Option 3: npm (for Node.js developers)
npm install -g @qwickcert/cli
Requires Node.js 18+. Also available as npx @qwickcert/cli sign ./MyApp.exe.
Verify installation
qwick --version
Verify download integrity (SHA256)
Each release includes .sha256 checksum files. Verify your download in PowerShell:
# Compare the hash of your downloaded file: (Get-FileHash qwick-installer.msi -Algorithm SHA256).Hash # ...against the contents of qwick-installer.msi.sha256
Update to latest
qwick update
Works for all installation methods. MSI/standalone users get an automatic download from GitHub Releases; npm users are shown the update command. The CLI also checks for updates automatically on every run. Required updates block execution with a clear message; recommended and optional updates show a non-blocking notice.
Authentication
The CLI supports two authentication methods: browser-based OAuth for interactive use and API keys for CI/CD pipelines.

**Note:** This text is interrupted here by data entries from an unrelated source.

//! Batch maintenance over many routes.

use chrono::{DateTime, Utc};
use futures::stream::{self, StreamExt};
use rayon::prelude::*;
use std::collections::BTreeSet;
use std::fmt;
use tracing::{debug, info, instrument, warn};

use geodesy::{derive_metrics, MetricsInput};
use route_common::{DerivedRouteMetrics, RenderVariant, RouteError, RouteResult};

use crate::source::RouteRecord;
use crate::service::MapService;

/// Variants rendered ahead of time. The blank variant is only rendered on
/// demand.
pub const WARM_VARIANTS: [RenderVariant; 3] = [
    RenderVariant::Header,
    RenderVariant::Route,
    RenderVariant::HeaderAndRoute,
];

/// One unit of warm-up work.
#[derive(Debug, Clone, PartialEq, Eq)]
pub enum WarmTarget {
    /// The route itself could not be loaded
    Route { route_id: String },
    Variant { route_id: String, variant: RenderVariant },
    Thumbnail { raster_id: String },
}

impl fmt::Display for WarmTarget {
    fn fmt(&self, f: &mut fmt::Formatter<'_>) -> fmt::Result {
        match self {
            WarmTarget::Route { route_id } => f.write_str(route_id),
            WarmTarget::Variant { route_id, variant } => write!(f, "{}/{}", route_id, variant),
            WarmTarget::Thumbnail { raster_id } => write!(f, "{}/thumbnail", raster_id),
        }
    }
}

/// A render queued by warm-up.
enum WarmJob {
    Variant { route_id: String, variant: RenderVariant },
    Thumbnail { raster_id: String },
}

impl From<WarmJob> for WarmTarget {
    fn from(job: WarmJob) -> Self {
        match job {
            WarmJob::Variant { route_id, variant } => WarmTarget::Variant { route_id, variant },
            WarmJob::Thumbnail { raster_id } => WarmTarget::Thumbnail { raster_id },
        }
    }
}

#[derive(Debug, Default)]
pub struct WarmReport {
    pub rendered: usize,
    /// Targets already flagged as persisted
    pub skipped: usize,
    pub failures: Vec<(WarmTarget, RouteError)>,
}

/// Result of recomputing one route's metrics.
#[derive(Debug)]
pub struct MetricsOutcome {
    pub route_id: String,
    pub result: RouteResult<DerivedRouteMetrics>,
}

impl MapService {
    /// Render every missing pre-rendered variant and raster thumbnail.
    ///
    /// Failures are collected per target; one failing route does not stop
    /// the others.
    #[instrument(skip(self, route_ids), fields(routes = route_ids.len()))]
    pub async fn warm_all(&self, route_ids: &[String], concurrency: usize) -> WarmReport {
        let mut report = WarmReport::default();
        let mut jobs = Vec::new();
        let mut rasters = BTreeSet::new();

        for route_id in route_ids {
            let record = match self.routes.route(route_id).await {
                Ok(record) => record,
                Err(e) => {
                    warn!(route = %route_id, error = %e, "Skipping route");
                    report.failures.push((
                        WarmTarget::Route {
                            route_id: route_id.clone(),
                        },
                        e,
                    ));
                    continue;
                }
            };
            let Some(raster) = record.raster else {
                debug!(route = %route_id, "Route has no raster map");
                continue;
            };
            rasters.insert(raster.id);

            let flags = match self.flags.get(route_id).await {
                Ok(flags) => flags,
                Err(e) => {
                    warn!(route = %route_id, error = %e, "Flag lookup failed, rendering anyway");
                    Default::default()
                }
            };
            for variant in WARM_VARIANTS {
                if flags.get(variant.into()) {
                    report.skipped += 1;
                } else {
                    jobs.push(WarmJob::Variant {
                        route_id: route_id.clone(),
                        variant,
                    });
                }
            }
        }

        for raster_id in rasters {
            let has_thumbnail = self
                .flags
                .get(&raster_id)
                .await
                .map(|f| f.has_thumbnail)
                .unwrap_or(false);
            if has_thumbnail {
                report.skipped += 1;
            } else {
                jobs.push(WarmJob::Thumbnail { raster_id });
            }
        }

        let results: Vec<_> = stream::iter(jobs)
            .map(|job| async move {
                let result = match &job {
                    WarmJob::Variant { route_id, variant } => {
                        self.get_variant(route_id, *variant).await.map(|_| ())
                    }
                    WarmJob::Thumbnail { raster_id } => {
                        self.get_thumbnail(raster_id).await.map(|_| ())
                    }
                };
                (WarmTarget::from(job), result)
            })
            .buffer_unordered(concurrency.max(1))
            .collect()
            .await;

        for (target, result) in results {
            match result {
                Ok(_) => report.rendered += 1,
                Err(e) => {
                    warn!(target = %target, error = %e, "Warm-up render failed");
                    report.failures.push((target, e));
                }
            }
        }

        info!(
            rendered = report.rendered,
            skipped = report.skipped,
            failed = report.failures.len(),
            "Warm-up complete"
        );
        report
    }

    /// Recompute and save derived metrics for each route.
    ///
    /// Derivation runs on the rayon pool; `now` stands in for the start time
    /// of untimed tracks with no recorded start.
    #[instrument(skip(self, route_ids), fields(routes = route_ids.len()))]
    pub async fn refresh_metrics(
        &self,
        route_ids: &[String],
        now: DateTime<Utc>,
    ) -> RouteResult<Vec<MetricsOutcome>> {
        let mut outcomes = Vec::with_capacity(route_ids.len());
        let mut records: Vec<RouteRecord> = Vec::with_capacity(route_ids.len());

        for route_id in route_ids {
            match self.routes.route(route_id).await {
                Ok(record) => records.push(record),
                Err(e) => outcomes.push(MetricsOutcome {
                    route_id: route_id.clone(),
                    result: Err(e),
                }),
            }
        }

        let gazetteer = self.gazetteer.clone();
        let derived = tokio::task::spawn_blocking(move || {
            records
                .par_iter()
                .map(|record| {
                    let input = MetricsInput {
                        track: &record.track,
                        corners: record.raster.as_ref().map(|r| &r.corners),
                        recorded_start: record.start_time,
                    };
                    (record.id.clone(), derive_metrics(input, gazetteer.as_ref(), now))
                })
                .collect::<Vec<_>>()
        })
        .await
        .map_err(|e| RouteError::Internal(format!("metrics worker failed: {}", e)))?;

        for (route_id, result) in derived {
            let result = match result {
                Ok(metrics) => self
                    .routes
                    .save_metrics(&route_id, &metrics)
                    .await
                    .map(|_| metrics),
                Err(e) => Err(e),
            };
            if let Err(e) = &result {
                warn!(route = %route_id, error = %e, "Metrics refresh failed");
            }
            outcomes.push(MetricsOutcome { route_id, result });
        }

        info!(routes = outcomes.len(), "Refreshed route metrics");
        Ok(outcomes)
    }
}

Browser login (interactive)
qwick auth login
Opens your browser to authenticate with Qwick Cert via OAuth. On success, a refresh token and access token are stored locally. You only need to do this once per machine.
Log out
qwick auth logout
Revokes your session server-side and clears all local tokens.
Check current session
qwick auth whoami
Displays the currently authenticated user, organization, and role. Automatically refreshes the access token if it is near expiry.
Token storage
Tokens are stored in ~/.qwick/config.json with restricted file permissions (600 on Unix, ACL-locked on Windows). The file contains:
- Access token (JWT, short-lived)
- Refresh token (used to obtain new access tokens transparently)
- Organization context (slug, ID, name, role)

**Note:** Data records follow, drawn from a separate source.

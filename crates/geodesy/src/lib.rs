//! Geodesic computations over tracks and raster corners.
//!
//! - Haversine track distance
//! - Corner centroid
//! - Reverse geocoding to timezone and country
//! - Derived route metrics

pub mod distance;
pub mod gazetteer;
pub mod track_metrics;

pub use distance::{centroid, distance, haversine, track_distance, EARTH_RADIUS_M};
pub use gazetteer::{BoundaryDataset, BoundaryIndex, BoundaryRecord, Gazetteer, NoGazetteer, Region};
pub use track_metrics::{derive_metrics, resolve_region, MetricsInput};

No Azure credentials on disk
Unlike direct Azure signing workflows, no Azure client secrets, certificates, or service principal credentials are ever stored on your machine. The server handles all Azure authentication.
Token lifetime and refresh
Access tokens are short-lived JWTs. The CLI automatically refreshes them before they expire using the stored refresh token — no manual re-login needed. If the refresh token itself has expired, you will be prompted to log in again.
Automatic login prompts
If you run a command that requires authentication (like qwick sign or qwick org list) without being logged in, the CLI will offer to open the browser for authentication right away. After logging in, your original command continues automatically — no need to re-run it.
The same applies when your session expires: the CLI will attempt a silent token refresh, and if that fails, prompt you to log in again before proceeding.
Connectivity checks
Before any server operation, the CLI verifies that the Qwick Cert API is reachable. If the connection fails, it displays a diagnostic with specific guidance based on the error type (DNS failure, timeout, TLS issue, connection refused) and shows relevant proxy settings if detected. Run qwick doctor for a comprehensive system diagnostic.
API key auth (CI/CD)
For non-interactive environments, set the QWICK_API_KEY environment variable. The CLI detects it automatically and skips browser authentication. API keys have mandatory expiration (6 months by default, up to 24 months maximum) matching Microsoft's Azure credential policy. Rotate keys before they expire by creating a new one and updating your CI secrets.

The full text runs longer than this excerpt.